What you should do:
The response should contain only those lines of the entries below that include the string "rest".

Extracted information:

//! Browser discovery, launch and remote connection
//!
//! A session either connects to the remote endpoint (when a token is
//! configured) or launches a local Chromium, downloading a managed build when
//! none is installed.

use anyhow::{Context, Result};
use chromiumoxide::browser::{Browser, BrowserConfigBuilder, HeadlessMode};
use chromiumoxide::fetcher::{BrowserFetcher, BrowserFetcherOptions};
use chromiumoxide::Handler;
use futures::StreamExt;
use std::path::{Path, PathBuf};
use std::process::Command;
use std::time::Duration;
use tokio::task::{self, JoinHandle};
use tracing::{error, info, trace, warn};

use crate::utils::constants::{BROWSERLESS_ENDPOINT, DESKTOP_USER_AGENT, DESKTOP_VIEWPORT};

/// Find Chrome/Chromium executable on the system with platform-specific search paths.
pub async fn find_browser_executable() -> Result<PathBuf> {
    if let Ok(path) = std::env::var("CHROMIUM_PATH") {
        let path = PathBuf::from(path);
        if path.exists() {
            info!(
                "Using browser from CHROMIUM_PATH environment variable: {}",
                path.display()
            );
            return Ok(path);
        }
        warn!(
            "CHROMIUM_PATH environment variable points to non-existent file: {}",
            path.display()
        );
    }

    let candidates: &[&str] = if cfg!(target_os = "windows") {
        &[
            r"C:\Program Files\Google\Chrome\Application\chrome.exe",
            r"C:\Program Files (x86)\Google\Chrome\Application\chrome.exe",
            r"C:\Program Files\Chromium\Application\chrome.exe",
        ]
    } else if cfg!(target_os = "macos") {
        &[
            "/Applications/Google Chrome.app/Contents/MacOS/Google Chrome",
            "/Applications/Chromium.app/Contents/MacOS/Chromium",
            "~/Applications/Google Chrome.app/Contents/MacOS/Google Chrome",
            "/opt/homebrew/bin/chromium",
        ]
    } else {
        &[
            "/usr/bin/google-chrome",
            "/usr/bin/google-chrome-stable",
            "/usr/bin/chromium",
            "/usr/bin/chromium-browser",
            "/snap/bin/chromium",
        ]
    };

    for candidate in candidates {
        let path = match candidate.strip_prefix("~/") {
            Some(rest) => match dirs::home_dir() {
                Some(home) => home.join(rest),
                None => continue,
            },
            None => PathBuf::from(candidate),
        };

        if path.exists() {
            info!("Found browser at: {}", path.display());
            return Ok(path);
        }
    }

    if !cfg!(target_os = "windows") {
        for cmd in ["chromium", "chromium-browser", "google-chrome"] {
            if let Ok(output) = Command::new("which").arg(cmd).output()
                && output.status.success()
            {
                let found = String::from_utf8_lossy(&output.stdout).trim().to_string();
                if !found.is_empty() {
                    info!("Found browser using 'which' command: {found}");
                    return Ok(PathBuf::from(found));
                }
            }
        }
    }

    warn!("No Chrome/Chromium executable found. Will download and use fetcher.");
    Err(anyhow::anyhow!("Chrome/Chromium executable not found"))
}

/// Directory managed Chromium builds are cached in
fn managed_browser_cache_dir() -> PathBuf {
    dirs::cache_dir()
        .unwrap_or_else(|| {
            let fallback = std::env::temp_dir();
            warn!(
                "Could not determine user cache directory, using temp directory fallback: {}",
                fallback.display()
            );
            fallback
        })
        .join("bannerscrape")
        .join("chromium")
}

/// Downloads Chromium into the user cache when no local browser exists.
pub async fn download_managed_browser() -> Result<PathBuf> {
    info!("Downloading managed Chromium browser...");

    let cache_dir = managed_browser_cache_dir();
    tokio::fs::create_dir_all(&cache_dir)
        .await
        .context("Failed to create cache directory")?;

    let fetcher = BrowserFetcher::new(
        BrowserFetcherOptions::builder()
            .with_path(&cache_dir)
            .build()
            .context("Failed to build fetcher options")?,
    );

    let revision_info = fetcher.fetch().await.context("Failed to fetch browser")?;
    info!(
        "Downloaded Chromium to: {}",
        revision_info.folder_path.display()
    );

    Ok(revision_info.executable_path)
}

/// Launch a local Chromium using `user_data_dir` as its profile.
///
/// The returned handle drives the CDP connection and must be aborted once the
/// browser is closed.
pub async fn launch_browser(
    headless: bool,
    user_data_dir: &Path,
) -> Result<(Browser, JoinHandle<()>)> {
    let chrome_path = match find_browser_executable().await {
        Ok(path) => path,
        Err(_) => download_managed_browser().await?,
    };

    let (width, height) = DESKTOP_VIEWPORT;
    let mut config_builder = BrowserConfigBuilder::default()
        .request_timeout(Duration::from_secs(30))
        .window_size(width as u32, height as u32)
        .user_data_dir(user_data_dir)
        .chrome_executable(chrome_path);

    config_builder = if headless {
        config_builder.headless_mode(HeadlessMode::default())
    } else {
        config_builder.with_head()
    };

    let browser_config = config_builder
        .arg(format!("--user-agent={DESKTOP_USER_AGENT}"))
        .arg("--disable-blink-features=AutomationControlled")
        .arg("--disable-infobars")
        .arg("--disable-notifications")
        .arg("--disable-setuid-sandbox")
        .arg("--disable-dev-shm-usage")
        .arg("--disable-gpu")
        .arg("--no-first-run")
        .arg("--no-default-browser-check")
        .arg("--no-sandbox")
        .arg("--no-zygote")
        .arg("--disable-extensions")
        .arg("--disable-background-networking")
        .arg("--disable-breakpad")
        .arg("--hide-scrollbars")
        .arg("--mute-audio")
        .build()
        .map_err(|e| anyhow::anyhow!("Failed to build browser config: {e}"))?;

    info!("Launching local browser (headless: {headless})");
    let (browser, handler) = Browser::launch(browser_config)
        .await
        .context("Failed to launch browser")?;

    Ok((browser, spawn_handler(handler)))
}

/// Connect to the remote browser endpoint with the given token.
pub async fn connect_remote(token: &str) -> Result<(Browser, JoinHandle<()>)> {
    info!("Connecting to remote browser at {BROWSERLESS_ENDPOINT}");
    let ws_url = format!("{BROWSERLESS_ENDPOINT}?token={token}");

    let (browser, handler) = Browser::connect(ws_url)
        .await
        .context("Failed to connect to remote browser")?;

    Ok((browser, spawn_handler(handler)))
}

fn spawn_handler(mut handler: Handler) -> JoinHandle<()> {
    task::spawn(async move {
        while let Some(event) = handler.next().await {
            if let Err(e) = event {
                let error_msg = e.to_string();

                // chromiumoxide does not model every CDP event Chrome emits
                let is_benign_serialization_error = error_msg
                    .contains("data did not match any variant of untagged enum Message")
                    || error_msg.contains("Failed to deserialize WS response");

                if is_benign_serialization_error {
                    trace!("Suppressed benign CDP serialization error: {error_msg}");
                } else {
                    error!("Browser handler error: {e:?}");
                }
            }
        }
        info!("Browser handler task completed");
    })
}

...

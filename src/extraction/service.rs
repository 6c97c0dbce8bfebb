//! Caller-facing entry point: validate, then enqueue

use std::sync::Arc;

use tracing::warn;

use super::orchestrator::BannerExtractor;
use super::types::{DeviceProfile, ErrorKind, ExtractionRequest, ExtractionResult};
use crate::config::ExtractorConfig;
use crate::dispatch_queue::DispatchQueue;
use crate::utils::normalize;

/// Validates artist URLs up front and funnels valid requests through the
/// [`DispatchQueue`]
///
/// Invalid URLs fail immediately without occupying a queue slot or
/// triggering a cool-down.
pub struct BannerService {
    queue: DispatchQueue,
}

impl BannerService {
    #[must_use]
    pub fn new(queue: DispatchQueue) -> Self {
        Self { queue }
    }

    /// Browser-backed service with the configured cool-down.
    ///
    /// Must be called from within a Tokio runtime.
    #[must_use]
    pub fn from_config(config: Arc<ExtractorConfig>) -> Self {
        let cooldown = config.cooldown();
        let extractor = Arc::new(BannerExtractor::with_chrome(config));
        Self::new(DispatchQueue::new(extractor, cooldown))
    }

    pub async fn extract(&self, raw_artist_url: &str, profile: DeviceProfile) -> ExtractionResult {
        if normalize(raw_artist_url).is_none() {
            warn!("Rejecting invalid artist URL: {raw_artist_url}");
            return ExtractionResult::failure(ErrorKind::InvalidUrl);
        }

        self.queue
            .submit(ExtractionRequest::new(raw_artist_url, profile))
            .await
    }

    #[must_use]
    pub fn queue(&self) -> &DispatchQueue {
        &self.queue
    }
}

Solution for this problem:
            Some(rest) => match dirs::home_dir() {
                Some(home) => home.join(rest),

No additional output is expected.